Our study was built around a simple simulation constructed within the HexSim modeling environment (Schumaker and Brookes 2018). HexSim is a user-friendly, spatially-explicit, individual-based, demo-genetic modeling environment. We modeled a simulated species, and parameterized its life history, demographics, genetic traits, and an interaction between habitat type and genetics (described below). We created a minimally-complex landscape structure that varied episodically throughout our simulations. Each epoch (1,000 simulation time steps) included unique barriers, barrier gaps, or habitat types. We varied behavior (dispersal distance), strength of selection, and barrier gap permeability for a total of eight treatment combinations, and tracked individual genotypes, per-capita homozygosity, per-patch population size, and the number of dispersers moving between the patches in each treatment. Through the use of this single model, we were able to probe expected outcomes of the four focal disciplines, and test the anticipated behaviors of this eco-evo modeling approach.
Landscape Structure
Our landscape was composed of six adjacent habitat patches (two small, two medium, two large) built up from multiple hexagonal cells of uniform quality (Fig. 1). Two large adjoining patches (1326 hexagons each) lie at the landscape center.
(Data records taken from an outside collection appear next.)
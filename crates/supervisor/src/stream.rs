//! SSE-shaped event streams over process output buffers.
//!
//! Both `/api/process/{id}/logs/stream` and `/api/execute/stream` speak the
//! same frame sequence: interleaved `stdout`/`stderr` data events carrying
//! resume offsets, then exactly one `exit` event once the process is terminal
//! and the buffers are drained.

use std::sync::{Arc, Mutex};

use {
    chrono::{DateTime, Utc},
    futures::Stream,
    tokio::sync::watch,
};

use warden_protocol::{Encoding, LogOffsets, ProcessStatus, StreamEvent};

use crate::ring::LogBuffer;

/// Terminal details recorded by the reaper.
#[derive(Debug, Clone, Copy)]
pub struct ExitInfo {
    pub code: i32,
    pub status: ProcessStatus,
    pub end_time: DateTime<Utc>,
}

/// Everything a log stream needs, copied out of the process table so the
/// stream never holds the supervisor lock.
#[derive(Clone)]
pub struct StreamSource {
    pub stdout: Arc<LogBuffer>,
    pub stderr: Arc<LogBuffer>,
    pub status: watch::Receiver<ProcessStatus>,
    pub exit: Arc<Mutex<Option<ExitInfo>>>,
    pub encoding: Encoding,
}

pub(crate) fn decode_chunk(bytes: &[u8], encoding: Encoding) -> String {
    match encoding {
        Encoding::Utf8 => String::from_utf8_lossy(bytes).into_owned(),
        Encoding::Base64 => {
            use base64::Engine;
            base64::engine::general_purpose::STANDARD.encode(bytes)
        },
    }
}

/// Classify a `wait()` result into `(exit_code, status)`.
pub(crate) fn classify_exit(
    result: &std::io::Result<std::process::ExitStatus>,
) -> (i32, ProcessStatus) {
    match result {
        Ok(st) => match st.code() {
            Some(0) => (0, ProcessStatus::Completed),
            Some(c) => (c, ProcessStatus::Failed),
            // Terminated by signal.
            None => (-1, ProcessStatus::Killed),
        },
        Err(_) => (-1, ProcessStatus::Error),
    }
}

/// Stream log events starting at `since` (defaults to the oldest retained
/// byte of each buffer). Ends after the `exit` event.
pub fn stream_events(
    src: StreamSource,
    since: Option<LogOffsets>,
) -> impl Stream<Item = StreamEvent> + Send {
    async_stream::stream! {
        let mut status_rx = src.status.clone();
        let mut offsets = since.unwrap_or(LogOffsets {
            stdout: src.stdout.start_offset(),
            stderr: src.stderr.start_offset(),
        });
        loop {
            let mut emitted = false;

            let out = src.stdout.read_since(offsets.stdout);
            offsets.stdout = out.new_offset;
            if !out.bytes.is_empty() {
                emitted = true;
                yield StreamEvent::Stdout {
                    data: decode_chunk(&out.bytes, src.encoding),
                    offset: out.new_offset,
                };
            }

            let err = src.stderr.read_since(offsets.stderr);
            offsets.stderr = err.new_offset;
            if !err.bytes.is_empty() {
                emitted = true;
                yield StreamEvent::Stderr {
                    data: decode_chunk(&err.bytes, src.encoding),
                    offset: err.new_offset,
                };
            }

            if emitted {
                continue;
            }

            // Buffers drained: either the process is done or we park until
            // something changes.
            let status = *status_rx.borrow_and_update();
            if status.is_terminal() {
                let info = *src.exit.lock().unwrap_or_else(|e| e.into_inner());
                let (code, status) = match info {
                    Some(i) => (i.code, i.status),
                    None => (-1, status),
                };
                yield StreamEvent::Exit { code, status };
                break;
            }

            tokio::select! {
                _ = src.stdout.wait_beyond(offsets.stdout) => {},
                _ = src.stderr.wait_beyond(offsets.stderr) => {},
                _ = status_rx.changed() => {},
            }
        }
    }
}

#[allow(clippy::unwrap_used, clippy::expect_used)]
#[cfg(test)]
mod tests {
    use super::*;
    use futures::StreamExt;

    fn source(encoding: Encoding) -> (StreamSource, watch::Sender<ProcessStatus>) {
        let (tx, rx) = watch::channel(ProcessStatus::Running);
        let src = StreamSource {
            stdout: Arc::new(LogBuffer::new(1024)),
            stderr: Arc::new(LogBuffer::new(1024)),
            status: rx,
            exit: Arc::new(Mutex::new(None)),
            encoding,
        };
        (src, tx)
    }

    fn finish(src: &StreamSource, tx: &watch::Sender<ProcessStatus>, code: i32) {
        let status = if code == 0 {
            ProcessStatus::Completed
        } else {
            ProcessStatus::Failed
        };
        *src.exit.lock().unwrap() = Some(ExitInfo {
            code,
            status,
            end_time: Utc::now(),
        });
        let _ = tx.send(status);
    }

    #[tokio::test]
    async fn replays_retained_bytes_then_exits() {
        let (src, tx) = source(Encoding::Utf8);
        src.stdout.write(b"1\n2\n");
        src.stderr.write(b"warn\n");
        finish(&src, &tx, 0);

        let events: Vec<_> = stream_events(src, None).collect().await;
        assert_eq!(events[0], StreamEvent::Stdout {
            data: "1\n2\n".into(),
            offset: 4
        });
        assert_eq!(events[1], StreamEvent::Stderr {
            data: "warn\n".into(),
            offset: 5
        });
        assert_eq!(*events.last().unwrap(), StreamEvent::Exit {
            code: 0,
            status: ProcessStatus::Completed
        });
    }

    #[tokio::test]
    async fn since_offset_skips_already_seen_data() {
        let (src, tx) = source(Encoding::Utf8);
        src.stdout.write(b"old-new");
        finish(&src, &tx, 0);

        let since = LogOffsets {
            stdout: 4,
            stderr: 0,
        };
        let events: Vec<_> = stream_events(src, Some(since)).collect().await;
        assert_eq!(events[0], StreamEvent::Stdout {
            data: "new".into(),
            offset: 7
        });
    }

    #[tokio::test]
    async fn wakes_on_late_writes() {
        let (src, tx) = source(Encoding::Utf8);
        let writer_src = src.clone();
        tokio::spawn(async move {
            tokio::time::sleep(std::time::Duration::from_millis(30)).await;
            writer_src.stdout.write(b"late");
            finish(&writer_src, &tx, 0);
        });

        let events: Vec<_> = stream_events(src, None).collect().await;
        assert!(
            events.contains(&StreamEvent::Stdout {
                data: "late".into(),
                offset: 4
            }),
            "got: {events:?}"
        );
    }

    #[tokio::test]
    async fn exit_event_is_last_and_single() {
        let (src, tx) = source(Encoding::Utf8);
        src.stdout.write(b"x");
        finish(&src, &tx, 3);

        let events: Vec<_> = stream_events(src, None).collect().await;
        let exits: Vec<_> = events
            .iter()
            .filter(|e| matches!(e, StreamEvent::Exit { .. }))
            .collect();
        assert_eq!(exits.len(), 1);
        assert_eq!(*events.last().unwrap(), StreamEvent::Exit {
            code: 3,
            status: ProcessStatus::Failed
        });
    }

    #[tokio::test]
    async fn base64_encoding_applies_to_data_frames() {
        let (src, tx) = source(Encoding::Base64);
        src.stdout.write(&[0u8, 159, 146, 150]);
        finish(&src, &tx, 0);

        let events: Vec<_> = stream_events(src, None).collect().await;
        match &events[0] {
            StreamEvent::Stdout { data, .. } => {
                use base64::Engine;
                let decoded = base64::engine::general_purpose::STANDARD
                    .decode(data)
                    .unwrap();
                assert_eq!(decoded, vec![0u8, 159, 146, 150]);
            },
            other => panic!("expected stdout frame, got {other:?}"),
        }
    }
}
Two medium-sized patches (200 hexagons each) and two small patches (50 hexagons each) abut the large patches, but not each other. Patch dimensions expressed as columns × rows, were 26 × 51, 10 × 20, and 5 × 10. Collectively, the six patches were assembled from 3152 individual hexagons. Our simulated individuals were never allowed to enter the surrounding non-habitat matrix. Movement barriers were used, at times, to isolate the patches from each other. At other times, small semi-permeable openings in the barriers allowed limited dispersal between neighboring patches. The total size of the barrier gaps between adjacent patches was identical, ensuring individuals had a uniform potential for crossing all patch interfaces.
Individual Ecological Characteristics
Our simulations ran for a series of time steps, each corresponding to a year, with a sequence of life history events and species-landscape interactions performed at each step. In brief, the life cycle consisted of (a) resource acquisition, (b) pair formation, (c) reproduction, (d) juvenile dispersal, and (e) survival. The individuals making up our population included both sexes and two age classes (juvenile and adult), and our simulations began with the landscape being saturated with adults (3152 individuals spread uniformly across all patch hexagons). Adult females reproduced only if they could pair exclusively with an adult male located nearby (neither females or males had multiple mates). Reproductive rates were normally distributed, with means based on individual resource allocation, which introduced a density-dependent feedback that was further modified by the requirement for pair-formation. Individuals acquired resources from a roughly-circular neighborhood of 37 hexagonal cells, and resources were shared equally by all individuals attempting to utilize them (scramble competition). Juveniles dispersed from their natal site in the year of their birth, and transitioned to adults at the start of the subsequent year. Adults did not move. Dispersal path lengths were drawn from one of two uniform distributions, either “short” (1–5 hexagon steps) or “long” (5–25 hexagon steps). Dispersal paths were set at 75 on a scale of 0 (completely random) to 100 (perfectly linear), and thus were moderately auto-correlated. Individual dispersers took a series of steps from hexagon to adjacent hexagon, and stopped when their path length had been reached. Yearly survival probability was based on stage class (juvenile = 0.500, adult = 0.885), but individuals with less than 20% of their resource goal experienced an additional 10% probability of mortality. Our simulations included a period during which survival decisions were also based on genetic adaptation. In these cases, mortality rates became jointly determined by stage class, location, and genotype (see below).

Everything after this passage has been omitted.